Cierto hombre llamó a la puerta de su amigo y este contestó: «¿Quién eres, oh leal?». Respondió: «Yo». El amigo dijo: «Márchate, no es el momento: en una mesa como esta no hay lugar para los crudos». ¿Quién cocerá a los crudos, salvo el fuego de la ausencia y la separación? ¿Quién los librará de su hipocresía?
El desgraciado se marchó y viajó durante un año, separado de su amigo, abrasado por las chispas del fuego. El quemado se coció, regresó y dio vueltas ante la puerta de su camarada.

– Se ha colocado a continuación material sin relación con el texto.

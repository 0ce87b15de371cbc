// Copyright (C) Banking Engine Contributors
// SPDX-License-Identifier: GPL-3.0-or-later WITH Classpath-exception-2.0

// This program is free software: you can redistribute it and/or modify
// it under the terms of the GNU General Public License as published by
// the Free Software Foundation, either version 3 of the License, or
// (at your option) any later version.

// This program is distributed in the hope that it will be useful,
// but WITHOUT ANY WARRANTY; without even the implied warranty of
// MERCHANTABILITY or FITNESS FOR A PARTICULAR PURPOSE. See the
// GNU General Public License for more details.

// You should have received a copy of the GNU General Public License
// along with this program. If not, see <https://www.gnu.org/licenses/>.

//! A SCALE-encodable instant, wrapping milliseconds since the Unix epoch so
//! `chrono::DateTime<Utc>` (which has no native `Encode`/`Decode` impl) can
//! still be persisted through `bank-storage`'s codec.

use chrono::{DateTime, TimeZone, Utc};
use codec::{Decode, Encode};
use serde::{Deserialize, Serialize};

#[derive(
	Encode, Decode, Serialize, Deserialize, Clone, Copy, Debug, PartialEq, Eq, PartialOrd, Ord,
)]
pub struct Timestamp(i64);

impl Timestamp {
	/// The current instant.
	pub fn now() -> Self {
		Self::from_datetime(Utc::now())
	}

	pub fn from_datetime(dt: DateTime<Utc>) -> Self {
		Self(dt.timestamp_millis())
	}

	pub fn to_datetime(self) -> DateTime<Utc> {
		Utc.timestamp_millis_opt(self.0).single().expect("Timestamp always round-trips")
	}

	/// Midnight at the start of this instant's calendar day (UTC).
	pub fn start_of_day(self) -> Self {
		let day = self.to_datetime().date_naive().and_hms_opt(0, 0, 0).expect("valid time");
		Self::from_datetime(Utc.from_utc_datetime(&day))
	}

	/// The last millisecond of this instant's calendar day (UTC).
	pub fn end_of_day(self) -> Self {
		let day =
			self.to_datetime().date_naive().and_hms_milli_opt(23, 59, 59, 999).expect("valid time");
		Self::from_datetime(Utc.from_utc_datetime(&day))
	}
}

impl From<DateTime<Utc>> for Timestamp {
	fn from(dt: DateTime<Utc>) -> Self {
		Self::from_datetime(dt)
	}
}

Llamó con cien temores y respetos, no fuera a ser que alguna palabra irrespetuosa escapara de sus labios. Su amigo dijo: «¿Quién llama a la puerta?». Respondió: «Tú llamas a la puerta, oh encantador de almas». «Ahora, puesto que tú eres yo, entra, oh yo mismo: no hay sitio en la casa para dos “yo”. Las dos puntas del hilo no son adecuadas para la aguja: ya que estás solo, entra en esta aguja».
Es el hilo el que está conectado a la aguja: el ojo de la aguja no es adecuado para el camello. ¿Cómo va a adelgazar la existencia del camello salvo con las tijeras de los ejercicios ascéticos?
Para ello es necesaria, oh lector, la mano de Dios, pues es el Sea y fue de toda cosa imposible. Por Su mano, todo lo imposible se torna posible, por temor a Él todos los insurrectos se callan. Y ¿qué del ciego de nacimiento y el leproso? Hasta los difuntos reviven por el hechizo del Todopoderoso, y esa no-existencia, que está más muerta que los fallecidos, obedece cuando Él la llama a ser.